- Interactive map of Kostohryzove
- Kostohryzove Location of Kostohryzove within Ukraine Kostohryzove Kostohryzove (Ukraine)
- Coordinates: 46°33′44″N 33°35′06″E﻿ / ﻿46.56222°N 33.58500°E
- Country: Ukraine
- Oblast: Kherson Oblast
- Raion: Kakhovka Raion

Area
- • Total: 0.01 km^{2} (0.0039 sq mi)
- Elevation: 39 m (128 ft)

Population (2001 census)
- • Total: 924
- • Density: 92,000/km^{2} (240,000/sq mi)
- Time zone: UTC+2 (EET)
- • Summer (DST): UTC+3 (EEST)
- Postal code: 74844
- Area code: +380 5536

= Kostohryzove, Kakhovka Raion, Kherson Oblast =

Kostohryzove (Костогри́зове) is a village in southern Ukraine, located in Kakhovka Raion, Kherson Oblast. It has a population of 924.

== History ==
The village was founded in 1900 by migrants from the village of the nearby village of Kostohryzove, which is located in the Kherson Raion. At the time, the village was part of the lands of Nataliya Stroganova, which is where it got its original official name of Stroganivka from. During the Stolypin reform of agriculture, the former land of Stroganova was purchased by the peasants, who declined to keep the original name. The settlers renamed it to Novo-Kostohryzivka, and the settlement was officially mentioned starting in 1911. From 11 September 1941 to 2 November 1943 the village was occupied by German forces during the Great Patriotic War.

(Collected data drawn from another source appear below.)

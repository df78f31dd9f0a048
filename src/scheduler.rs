//! Scheduler: composes the channel manager and metrics manager to choose
//! the next viable channel and to record outcomes back into both.

use std::collections::HashSet;
use std::sync::Arc;

use crate::channels::{ChannelInfo, ChannelKind, ChannelManager};
use crate::config::Channel;
use crate::error::{ProxyError, ProxyResult};
use crate::metrics::MetricsManager;

pub struct Scheduler {
    channels: Arc<ChannelManager>,
    metrics: Arc<MetricsManager>,
}

pub struct Pick {
    pub channel: Channel,
    pub api_key: String,
}

impl Scheduler {
    pub fn new(channels: Arc<ChannelManager>, metrics: Arc<MetricsManager>) -> Self {
        Self { channels, metrics }
    }

    /// 1. read active channels for `kind`; empty → `NoUpstream`.
    /// 2. iterate in priority order, skipping any with a tripped breaker.
    /// 3. obtain a key for each candidate; skip on error.
    /// 4. all exhausted → `AllBroken`.
    pub fn pick(&self, kind: ChannelKind) -> ProxyResult<Pick> {
        self.pick_preferring(kind, None, &HashSet::new())
    }

    /// Same selection as `pick`, but a session's sticky `preferred` channel
    /// (when still viable) is tried ahead of priority order, and any
    /// channel id in `excluded` (already attempted this request) is
    /// skipped outright.
    pub fn pick_preferring(
        &self,
        kind: ChannelKind,
        preferred: Option<&str>,
        excluded: &HashSet<String>,
    ) -> ProxyResult<Pick> {
        let mut candidates: Vec<ChannelInfo> = self.channels.get_active_channels(kind);
        if candidates.is_empty() {
            return Err(ProxyError::NoUpstream);
        }

        if let Some(preferred) = preferred {
            if let Some(pos) = candidates.iter().position(|c| c.channel.id == preferred) {
                let info = candidates.remove(pos);
                candidates.insert(0, info);
            }
        }

        for info in &candidates {
            if excluded.contains(&info.channel.id) {
                continue;
            }
            if self.metrics.is_circuit_broken(&info.channel.id) {
                continue;
            }
            if let Ok(api_key) = self.channels.get_next_api_key(&info.channel, &[]) {
                return Ok(Pick {
                    channel: info.channel.clone(),
                    api_key,
                });
            }
        }

        Err(ProxyError::AllBroken)
    }

    pub fn reset_circuit(&self, channel_id: &str) {
        self.metrics.reset_circuit(channel_id);
    }

    /// Updates the window and counters; trips the breaker when the window
    /// failure rate crosses threshold (at least 3 samples).
    pub fn record_result(
        &self,
        channel_id: &str,
        success: bool,
        latency_ms: u64,
        input_tokens: i64,
        output_tokens: i64,
        cache_tokens: i64,
    ) {
        self.metrics.record_result(
            channel_id,
            success,
            latency_ms,
            input_tokens,
            output_tokens,
            cache_tokens,
        );
    }
}

#[cfg(test)]
mod tests {
    use super::*;
    use crate::config::{ApiKey, AuthType, ChannelCatalog, ChannelStatus, ServiceType};

    fn channel(id: &str) -> Channel {
        Channel {
            id: id.to_string(),
            name: id.to_string(),
            service_type: Some(ServiceType::Claude),
            base_urls: vec!["https://example.com".to_string()],
            api_keys: vec![ApiKey { key: "k".to_string(), enabled: true }],
            auth_type: Some(AuthType::XApiKey),
            priority: 0,
            status: ChannelStatus::Active,
            promotion_until: None,
            model_mapping: Default::default(),
            low_quality: false,
            insecure_skip_verify: false,
        }
    }

    #[test]
    fn skips_broken_channel_and_falls_through_to_next_priority() {
        let mut first = channel("c1");
        first.priority = 0;
        let mut second = channel("c2");
        second.priority = 1;

        let catalog = ChannelCatalog {
            messages: vec![first, second],
            responses: vec![],
            gemini: vec![],
        };
        let channels = ChannelManager::new(catalog);
        let metrics = MetricsManager::new(10, 0.5);
        let scheduler = Scheduler::new(channels.clone(), metrics.clone());

        for i in 0..9 {
            metrics.record_result("c1", i < 4, 10, 1, 1, 0);
        }
        assert!(metrics.is_circuit_broken("c1"));

        let pick = scheduler.pick(ChannelKind::Messages).unwrap();
        assert_eq!(pick.channel.id, "c2");
    }

    #[test]
    fn no_upstream_when_partition_empty() {
        let channels = ChannelManager::new(ChannelCatalog::default());
        let metrics = MetricsManager::new(10, 0.5);
        let scheduler = Scheduler::new(channels, metrics);
        assert!(matches!(
            scheduler.pick(ChannelKind::Gemini),
            Err(ProxyError::NoUpstream)
        ));
    }
}
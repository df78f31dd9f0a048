//! Gemini dialect: `/v1beta/models/{model}:{action}`, where `action` is
//! `generateContent` or `streamGenerateContent` — Gemini folds the model
//! name and the streaming choice into the path rather than the body, so
//! both are spliced into the body before it enters the shared pipeline.

use std::sync::Arc;

use axum::extract::{Path, State};
use axum::response::{IntoResponse, Json, Response};
use serde_json::Value;

use crate::channels::ChannelKind;
use crate::convert::gemini::GeminiConverter;
use crate::http::forward::{forward, ForwardOutcome};
use crate::ProxyCore;

pub async fn handle_generate(
    State(core): State<Arc<ProxyCore>>,
    Path(model_action): Path<String>,
    Json(mut body): Json<Value>,
) -> Response {
    let (model, action) = match model_action.rsplit_once(':') {
        Some((model, action)) => (model.to_string(), action.to_string()),
        None => (model_action, "generateContent".to_string()),
    };

    body["model"] = Value::String(model);
    body["stream"] = Value::Bool(action == "streamGenerateContent");

    let converter = GeminiConverter;
    match forward(core, ChannelKind::Gemini, "gemini", &converter, body, None).await {
        ForwardOutcome::Buffered { body, .. } => Json(body).into_response(),
        ForwardOutcome::Streamed(resp) => resp,
        ForwardOutcome::Failed(resp) => resp,
    }
}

On 12 June 2020, Kostohryzove was assigned to Zelenyi Pid rural hromada. Kostohryzove was occupied by Russian forces during the Russian invasion of Ukraine that began in 2022. On 17 July 2020, as a result of administrative-territorial form and liquidation, the village was incorporated into the Kakhovka Raion.

== Demographics ==
According to the 2001 Ukrainian census, the only official census taken in post-independence Ukraine, the village's population was 924. The linguistic composition of the settlement was as follows:

== Monuments ==
On 21 November 2016, on the Day of Dignity and Freedom, a ceremony was held at Kostohryzove Secondary School where a memorial plaque was dedicated to honor Vitaliy Pavlovych Blahovisnyi, who graduated from the school. Blahovisnyi served as a combat engineer and was killed on 14 November 2015 during a mortar attack near Butivka mine in Donetsk Oblast.